Yes Pinky...We can now take over the world!


----------



## bfjou812 (Aug 15, 2008)

Is there any chance of a how to on this? I'm not really good with understanding electronics,( the H- Bridge), I sort of understand what it does. Your project is really great and very interesting. Thanks


----------



## Phil (Sep 2, 2007)

This seems like a significant development. Thanks Dr. M! A how-to would be cool.


----------



## Dr Morbius (Sep 21, 2004)

I don't have a how-to, but here is the link to the discussion and development of the wiper servo. It should give you all the info you need to build one.
http://www.hauntforum.com/showthread.php?t=10575&highlight=mosfet


----------



## Dr Morbius (Sep 21, 2004)

Here it is running under load.
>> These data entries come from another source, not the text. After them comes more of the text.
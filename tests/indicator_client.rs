#[cfg(test)]
mod tests {
    use chrono::{Local, NaiveDate};
    use ecotech::api::mindicador::{parse_series, IndicatorApiConfig, IndicatorClient};
    use ecotech::db::db::{DatabaseConfig, Db};
    use ecotech::db::indicator_queries::IndicatorQueries;
    use ecotech::db::indicators::EconomicIndicators;
    use ecotech::db::schema;
    use ecotech::db::users::Users;
    use ecotech::libs::error::{AppError, ServiceError};
    use ecotech::libs::indicator::{IndicatorCode, IndicatorService};
    use ecotech::libs::messages::Message;
    use tempfile::TempDir;
    use test_context::{test_context, AsyncTestContext};
    use tokio::io::{AsyncReadExt, AsyncWriteExt};
    use tokio::net::TcpListener;
    use tokio::task::JoinHandle;

    struct ClientTestContext {
        db: Db,
        _temp_dir: TempDir,
        user_id: i64,
    }

    impl AsyncTestContext for ClientTestContext {
        async fn setup() -> Self {
            let temp_dir = tempfile::tempdir().unwrap();
            let db = Db::open(DatabaseConfig::at(temp_dir.path().join("ecotech.db"))).unwrap();
            schema::initialize(&db).unwrap();
            let user_id = Users::new(&db).find_by_username("empleado1").unwrap().unwrap().id;

            ClientTestContext {
                db,
                _temp_dir: temp_dir,
                user_id,
            }
        }
    }

    impl ClientTestContext {
        fn audit_rows(&self) -> usize {
            IndicatorQueries::new(&self.db).list_for_user(self.user_id, 100).unwrap().len()
        }
    }

    /// Answers a single request with a canned response. The join handle
    /// yields the request line that was received.
    async fn serve_once(status: &'static str, body: String) -> (IndicatorClient, JoinHandle<String>) {
        let listener = TcpListener::bind("127.0.0.1:0").await.unwrap();
        let addr = listener.local_addr().unwrap();

        let handle = tokio::spawn(async move {
            let (mut socket, _) = listener.accept().await.unwrap();
            let mut request = Vec::new();
            let mut chunk = [0u8; 1024];
            while !request.windows(4).any(|w| w == b"\r\n\r\n") {
                let read = socket.read(&mut chunk).await.unwrap();
                if read == 0 {
                    break;
                }
                request.extend_from_slice(&chunk[..read]);
            }

            let response = format!(
                "HTTP/1.1 {}\r\nContent-Type: application/json\r\nContent-Length: {}\r\nConnection: close\r\n\r\n{}",
                status,
                body.len(),
                body
            );
            socket.write_all(response.as_bytes()).await.unwrap();
            let _ = socket.shutdown().await;

            String::from_utf8_lossy(&request).lines().next().unwrap_or_default().to_string()
        });

        (client_for(&format!("http://{}/api", addr)), handle)
    }

    fn client_for(base_url: &str) -> IndicatorClient {
        IndicatorClient::new(&IndicatorApiConfig {
            base_url: base_url.to_string(),
            timeout_secs: 5,
            use_system_proxy: false,
        })
        .unwrap()
    }

    fn series(code: &str, date: NaiveDate, value: f64) -> String {
        format!(
            r#"{{"version":"1.7.0","autor":"mindicador.cl","codigo":"{}","unidad_medida":"Pesos","serie":[{{"fecha":"{}T03:00:00.000Z","valor":{}}}]}}"#,
            code,
            date.format("%Y-%m-%d"),
            value
        )
    }

    fn date(y: i32, m: u32, d: u32) -> NaiveDate {
        NaiveDate::from_ymd_opt(y, m, d).unwrap()
    }

    #[test]
    fn test_url_shape() {
        let client = client_for("https://mindicador.cl/api/");
        assert_eq!(client.url(IndicatorCode::Uf, None), "https://mindicador.cl/api/uf");
        assert_eq!(
            client.url(IndicatorCode::Dolar, Some(date(2025, 1, 2))),
            "https://mindicador.cl/api/dolar/02-01-2025"
        );
    }

    #[test]
    fn test_parse_series() {
        let reading = parse_series(IndicatorCode::Euro, &series("euro", date(2025, 1, 2), 1031.25))
            .unwrap()
            .unwrap();
        assert_eq!(reading.date, date(2025, 1, 2));
        assert_eq!(reading.value, 1031.25);

        let text_value = r#"{"serie":[{"fecha":"2025-01-02T03:00:00.000Z","valor":"950.5"}]}"#;
        assert_eq!(parse_series(IndicatorCode::Dolar, text_value).unwrap().unwrap().value, 950.5);

        assert!(parse_series(IndicatorCode::Dolar, r#"{"serie":[]}"#).unwrap().is_none());
        assert!(parse_series(IndicatorCode::Dolar, r#"{"codigo":"dolar"}"#).unwrap().is_none());

        assert!(matches!(
            parse_series(IndicatorCode::Dolar, "<html>"),
            Err(AppError::ExternalService(ServiceError::Malformed(_)))
        ));
        assert!(matches!(
            parse_series(IndicatorCode::Dolar, r#"{"serie":[{"fecha":"ayer","valor":1}]}"#),
            Err(AppError::ExternalService(ServiceError::Malformed(_)))
        ));
        assert!(matches!(
            parse_series(IndicatorCode::Dolar, r#"{"serie":[{"fecha":"2025-01-02","valor":null}]}"#),
            Err(AppError::ExternalService(ServiceError::Malformed(_)))
        ));
    }

    #[tokio::test]
    async fn test_latest_value_uses_date_from_response() {
        let today = Local::now().date_naive();
        let (client, server) = serve_once("200 OK", series("uf", today, 39_123.45)).await;

        let reading = client.fetch(IndicatorCode::Uf, None).await.unwrap().unwrap();

        assert_eq!(reading.code, IndicatorCode::Uf);
        assert_eq!(reading.date, today);
        assert_eq!(reading.value, 39_123.45);
        assert_eq!(server.await.unwrap(), "GET /api/uf HTTP/1.1");
    }

    #[tokio::test]
    async fn test_dated_request_path() {
        let (client, server) = serve_once("200 OK", series("dolar", date(2025, 1, 2), 950.12)).await;

        let reading = client.fetch(IndicatorCode::Dolar, Some(date(2025, 1, 2))).await.unwrap().unwrap();

        assert_eq!(reading.date, date(2025, 1, 2));
        assert_eq!(server.await.unwrap(), "GET /api/dolar/02-01-2025 HTTP/1.1");
    }

    #[tokio::test]
    async fn test_empty_series_is_no_value() {
        let (client, _server) = serve_once("200 OK", r#"{"codigo":"bitcoin","serie":[]}"#.to_string()).await;
        assert!(client.fetch(IndicatorCode::Bitcoin, None).await.unwrap().is_none());
    }

    #[tokio::test]
    async fn test_error_statuses() {
        let (client, _server) = serve_once("404 Not Found", "{}".to_string()).await;
        assert!(matches!(
            client.fetch(IndicatorCode::Ivp, Some(date(1990, 1, 1))).await,
            Err(AppError::ExternalService(ServiceError::NotFound))
        ));

        let (client, _server) = serve_once("500 Internal Server Error", "{}".to_string()).await;
        assert!(matches!(
            client.fetch(IndicatorCode::Ivp, None).await,
            Err(AppError::ExternalService(ServiceError::Status(500)))
        ));
    }

    #[tokio::test]
    async fn test_unknown_code_never_reaches_the_network() {
        // Nothing listens here; a request would fail as unreachable.
        let client = client_for("http://127.0.0.1:9/api");

        match client.fetch_code("xyz", None).await {
            Err(AppError::Validation(Message::UnknownIndicator(code))) => assert_eq!(code, "xyz"),
            other => panic!("expected a validation error, got {other:?}"),
        }
    }

    #[tokio::test]
    async fn test_unreachable_service() {
        let listener = TcpListener::bind("127.0.0.1:0").await.unwrap();
        let addr = listener.local_addr().unwrap();
        drop(listener);

        let client = client_for(&format!("http://{}/api", addr));
        assert!(matches!(
            client.fetch(IndicatorCode::Utm, None).await,
            Err(AppError::ExternalService(ServiceError::Unreachable))
        ));
    }

    #[test_context(ClientTestContext)]
    #[tokio::test]
    async fn test_consult_and_save(ctx: &mut ClientTestContext) {
        let day = date(2025, 1, 1);
        let (client, _server) = serve_once("200 OK", series("dolar", day, 950.12344)).await;
        let service = IndicatorService::new(&ctx.db, &client);

        let consultation = service
            .consult(ctx.user_id, "dolar", Some(day), |reading| {
                assert_eq!(reading.code, IndicatorCode::Dolar);
                true
            })
            .await
            .unwrap()
            .unwrap();

        assert!(consultation.saved);
        let stored = EconomicIndicators::new(&ctx.db).get(IndicatorCode::Dolar, day).unwrap().unwrap();
        assert_eq!(stored.value, 950.1234);

        let audit = IndicatorQueries::new(&ctx.db).list_for_user(ctx.user_id, 10).unwrap();
        assert_eq!(audit.len(), 1);
        assert_eq!(audit[0].id, consultation.audit_id);
        assert!(audit[0].saved);
        assert_eq!(audit[0].value, 950.1234);
    }

    #[test_context(ClientTestContext)]
    #[tokio::test]
    async fn test_consult_without_saving(ctx: &mut ClientTestContext) {
        let today = Local::now().date_naive();
        let (client, _server) = serve_once("200 OK", series("euro", today, 1_030.0)).await;
        let service = IndicatorService::new(&ctx.db, &client);

        let consultation = service.consult(ctx.user_id, "EURO", None, |_| false).await.unwrap().unwrap();

        assert!(!consultation.saved);
        assert_eq!(EconomicIndicators::new(&ctx.db).stats().unwrap().total, 0);
        assert_eq!(ctx.audit_rows(), 1);
    }

    #[test_context(ClientTestContext)]
    #[tokio::test]
    async fn test_consult_without_data_leaves_no_audit(ctx: &mut ClientTestContext) {
        let (client, _server) = serve_once("200 OK", r#"{"serie":[]}"#.to_string()).await;
        let service = IndicatorService::new(&ctx.db, &client);

        let consultation = service.consult(ctx.user_id, "ipc", None, |_| true).await.unwrap();

        assert!(consultation.is_none());
        assert_eq!(ctx.audit_rows(), 0);
    }

    #[test_context(ClientTestContext)]
    #[tokio::test]
    async fn test_consult_rejects_unknown_code(ctx: &mut ClientTestContext) {
        let client = client_for("http://127.0.0.1:9/api");
        let service = IndicatorService::new(&ctx.db, &client);

        let result = service.consult(ctx.user_id, "xyz", None, |_| true).await;

        assert!(matches!(result, Err(AppError::Validation(Message::UnknownIndicator(_)))));
        assert_eq!(ctx.audit_rows(), 0);
    }
}
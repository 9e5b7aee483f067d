use super::prompt;
use super::session::{self, Session};
use crate::db::indicator_queries::{self, IndicatorQueries};
use crate::db::indicators::EconomicIndicators;
use crate::db::time_entries::TimeEntries;
use crate::libs::messages::Message;
use crate::libs::view::View;
use crate::msg_info;
use anyhow::Result;
use std::fmt;

#[derive(Debug, Clone, Copy, PartialEq, Eq)]
enum Action {
    TopIndicators,
    GlobalStats,
    LatestIndicators,
    HoursPerEmployee,
    HoursPerProject,
    Back,
}

impl Action {
    fn for_session(session: &Session<'_>) -> Vec<Action> {
        let mut actions = vec![Action::TopIndicators, Action::GlobalStats, Action::LatestIndicators];
        if session.role().can_manage_staff() {
            actions.extend([Action::HoursPerEmployee, Action::HoursPerProject]);
        }
        actions.push(Action::Back);
        actions
    }
}

impl fmt::Display for Action {
    fn fmt(&self, f: &mut fmt::Formatter<'_>) -> fmt::Result {
        let label = match self {
            Action::TopIndicators => "Most consulted indicators",
            Action::GlobalStats => "Global statistics",
            Action::LatestIndicators => "Latest indicator values",
            Action::HoursPerEmployee => "Hours per employee",
            Action::HoursPerProject => "Hours per project",
            Action::Back => "Back",
        };
        write!(f, "{}", label)
    }
}

pub fn menu(session: &Session<'_>) -> Result<()> {
    let actions = Action::for_session(session);
    loop {
        let action = actions[prompt::choose(Message::MenuReports, &actions)?];
        let outcome = match action {
            Action::TopIndicators => top_indicators(session),
            Action::GlobalStats => global_stats(session),
            Action::LatestIndicators => latest_indicators(session),
            Action::HoursPerEmployee => hours_per_employee(session),
            Action::HoursPerProject => hours_per_project(session),
            Action::Back => return Ok(()),
        };

        if let Err(error) = outcome {
            session::report(error)?;
        }
    }
}

fn top_indicators(session: &Session<'_>) -> Result<()> {
    let top = IndicatorQueries::new(session.db).top_global(indicator_queries::DEFAULT_TOP_LIMIT)?;
    if top.is_empty() {
        msg_info!(Message::NoIndicatorQueries);
        return Ok(());
    }
    msg_info!(Message::ReportTopIndicators(indicator_queries::DEFAULT_TOP_LIMIT), true);
    View::top_indicators(&top);
    Ok(())
}

fn global_stats(session: &Session<'_>) -> Result<()> {
    let stats = TimeEntries::new(session.db).global_stats()?;
    let queries_today = IndicatorQueries::new(session.db).total_today()?;
    msg_info!(Message::ReportGlobalStats, true);
    View::time_stats(&stats, queries_today);
    Ok(())
}

fn latest_indicators(session: &Session<'_>) -> Result<()> {
    let latest = EconomicIndicators::new(session.db).latest_per_code()?;
    if latest.is_empty() {
        msg_info!(Message::NoSavedIndicators);
        return Ok(());
    }
    View::indicators(&latest);
    Ok(())
}

fn hours_per_employee(session: &Session<'_>) -> Result<()> {
    let hours = TimeEntries::new(session.db).hours_by_employee()?;
    if hours.is_empty() {
        msg_info!(Message::NoTimeEntries);
        return Ok(());
    }
    View::employee_hours(&hours);
    Ok(())
}

fn hours_per_project(session: &Session<'_>) -> Result<()> {
    let hours = TimeEntries::new(session.db).hours_by_project()?;
    if hours.is_empty() {
        msg_info!(Message::NoTimeEntries);
        return Ok(());
    }
    View::project_hours(&hours);
    Ok(())
}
It's a reaching arm for a prop I'm working on. It won't oscillate like this, this is just a test. It will reach out on cue at the end of the routine. The thread is here: http://www.hauntforum.com/showthread.php?p=243055#post243055


----------



## Otaku (Dec 3, 2004)

Way cool, Doc. You can't do THAT with a little hobby servo!


----------



## hpropman (Jul 27, 2008)

when will we see some pictures or a video. The possibilities of this may open a whole new type of prop realism.


----------



## Dr Morbius (Sep 21, 2004)

It's back up now in the General props section under Morbius Groundbreaker.


----------